To keep the pressure resistant outer steel cylinder at lower temperatures 230 °C, the gasifier chamber has either a thick refractory liner suited for low ash materials or a cooled membrane wall with a castable inner SiC liner for high ash materials. The membrane wall is a gastight cylinder containment of pipes, cooled with pressurized water at ca. 250 °C. An amount of at least 1 % ash with a suitable melting point is required in the feed to produce a protective ca. 1 cm thick slag layer at the inner wall, to achieve sufficient thermal insulation and protection against corrosion. An acceptable heat loss through the membrane wall is between 0.1-0.2 MW/m2 and depends on the gasification temperature and the ash/slag composition and viscosity characteristics. This heat loss is the reason why only large gasifiers with 100-1000 MW capacity have a sufficiently low specific cooling screen surface area to keep the heat loss in a reasonable range of few percent down to ca. 1%.

The first commercial 130 MW GSP gasifier has been operated since 1978 in the Schwarze Pumpe facilities, East Germany, for almost 20 years without serious trouble and with many different feeds, mainly pulverized fuels fed pneumatically via lock hoppers.

For a few years a number of 500 MW Siemens PEF gasifiers are now in operation in China for different applications, mainly power and chemicals generation from coal. Development work for a huge almost ca. 1 GW PEF gasifier with ca. 4+ m diameter is almost ready.
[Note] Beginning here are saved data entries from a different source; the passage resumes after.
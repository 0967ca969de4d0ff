//! Read-only view models
//!
//! Built from a store snapshot on every render; nothing here writes state.

use crate::storage::{CartItem, Order, User};
use crate::storefront::CartSummary;
use rust_decimal::Decimal;
use serde::Serialize;

/// A navbar link
#[derive(Debug, Clone, Copy, PartialEq, Eq, Serialize)]
pub struct NavLink {
    pub label: &'static str,
    pub href: &'static str,
}

const PUBLIC_LINKS: [NavLink; 3] = [
    NavLink {
        label: "Farmers",
        href: "farmers-list.html",
    },
    NavLink {
        label: "Marketplace",
        href: "marketplace.html",
    },
    NavLink {
        label: "About Us",
        href: "about.html",
    },
];

const ORDERS_LINK: NavLink = NavLink {
    label: "My Orders",
    href: "orders.html",
};

/// Navigation bar state
#[derive(Debug, Clone, PartialEq, Eq, Serialize)]
pub struct NavbarView {
    pub links: Vec<NavLink>,
    /// `Hi, <name>` when signed in; the UI offers logout instead of login
    pub greeting: Option<String>,
    pub cart_count: usize,
}

impl NavbarView {
    pub fn build(user: Option<&User>, cart_count: usize) -> Self {
        let mut links = PUBLIC_LINKS.to_vec();
        if user.is_some() {
            links.push(ORDERS_LINK);
        }

        Self {
            links,
            greeting: user.map(|u| format!("Hi, {}", u.display_name())),
            cart_count,
        }
    }

    pub fn signed_in(&self) -> bool {
        self.greeting.is_some()
    }
}

/// Cart page state
#[derive(Debug, Clone, PartialEq, Eq, Serialize)]
#[serde(tag = "state", rename_all = "snake_case")]
pub enum CartView {
    Empty,
    Items {
        items: Vec<CartItem>,
        summary: CartSummary,
    },
}

impl CartView {
    pub fn build(cart: Vec<CartItem>, tax_rate: Decimal) -> Self {
        if cart.is_empty() {
            return CartView::Empty;
        }
        let summary = CartSummary::compute(&cart, tax_rate);
        CartView::Items {
            items: cart,
            summary,
        }
    }

    /// Message shown in place of the item list, if any
    pub fn message(&self) -> Option<&'static str> {
        match self {
            CartView::Empty => Some("Your cart is empty."),
            CartView::Items { .. } => None,
        }
    }
}

/// Order history page state
#[derive(Debug, Clone, PartialEq, Eq, Serialize)]
#[serde(tag = "state", content = "orders", rename_all = "snake_case")]
pub enum OrderHistoryView {
    LoginRequired,
    Empty,
    Orders(Vec<Order>),
}

impl OrderHistoryView {
    pub fn build(user: Option<&User>, orders: Vec<Order>) -> Self {
        if user.is_none() {
            OrderHistoryView::LoginRequired
        } else if orders.is_empty() {
            OrderHistoryView::Empty
        } else {
            OrderHistoryView::Orders(orders)
        }
    }

    pub fn message(&self) -> Option<&'static str> {
        match self {
            OrderHistoryView::LoginRequired => Some("Please login to see your orders."),
            OrderHistoryView::Empty => Some("You have not placed any orders yet."),
            OrderHistoryView::Orders(_) => None,
        }
    }
}

#[cfg(test)]
mod tests {
    use super::*;
    use chrono::{TimeZone, Utc};

    #[test]
    fn test_navbar_signed_out() {
        let nav = NavbarView::build(None, 0);
        assert!(!nav.signed_in());
        assert_eq!(nav.links.len(), 3);
        assert!(!nav.links.contains(&ORDERS_LINK));
    }

    #[test]
    fn test_navbar_signed_in() {
        let user = User::new("asha@farm.example");
        let nav = NavbarView::build(Some(&user), 4);

        assert_eq!(nav.greeting.as_deref(), Some("Hi, asha"));
        assert_eq!(nav.links.last(), Some(&ORDERS_LINK));
        assert_eq!(nav.cart_count, 4);
    }

    #[test]
    fn test_cart_view() {
        let view = CartView::build(Vec::new(), Decimal::new(5, 2));
        assert_eq!(view, CartView::Empty);
        assert_eq!(view.message(), Some("Your cart is empty."));

        let items = vec![CartItem::new("Potato", "₹120 / kg".parse().unwrap(), "p.webp")];
        match CartView::build(items.clone(), Decimal::new(5, 2)) {
            CartView::Items { items: shown, summary } => {
                assert_eq!(shown, items);
                assert_eq!(summary.total, Decimal::new(126, 0));
            }
            CartView::Empty => panic!("expected items"),
        }
    }

    #[test]
    fn test_order_history_view() {
        let user = User::new("asha@farm.example");
        let placed_at = Utc.with_ymd_and_hms(2026, 10, 16, 9, 0, 0).unwrap();
        let order = Order::new("FM", placed_at, Vec::new(), 5);

        assert_eq!(
            OrderHistoryView::build(None, vec![order.clone()]),
            OrderHistoryView::LoginRequired
        );
        assert_eq!(
            OrderHistoryView::build(Some(&user), Vec::new()),
            OrderHistoryView::Empty
        );
        assert_eq!(
            OrderHistoryView::build(Some(&user), vec![order.clone()]),
            OrderHistoryView::Orders(vec![order])
        );
    }

    #[test]
    fn test_views_serialize() {
        let json = serde_json::to_value(CartView::Empty).unwrap();
        assert_eq!(json, serde_json::json!({"state": "empty"}));

        let json = serde_json::to_value(OrderHistoryView::LoginRequired).unwrap();
        assert_eq!(json, serde_json::json!({"state": "login_required"}));
    }
}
Example 4: Mitsubishi Heavy Industry (MHI) [24]:

The MHI process is a 2-stage, air-blown (slightly O2 enriched) PEF gasifier, divided into a lower combustion section and an upper reducing section without O2. About half of the pulverized coal and all O2 are fed to the combustor section. At a very high temperature of ca. 1700 °C the ash melts without any flux addition and a slag/water slurry is removed at the gasifier bottom with a lock hopper system.

The other half of the coal powder is added without oxygen into the reducing gasifier section; the majority is gasified in endothermal reactions; the upflowing syngas leaves the 2nd stage at 700 °C with non-sticky ash particles. Unconverted coal dust is recovered in a cyclone and a successive candle filter and recycled to the first high temperature stage; a carbon conversion > 99.8 % has been achieved. The two-stage concept with chemical quenching to a low syngas exit temperature improves the gasification efficiency at the expense of some technical complexity.

Example 5: ConocoPhillips E-Gas process (developed by Dow, formerly Destec)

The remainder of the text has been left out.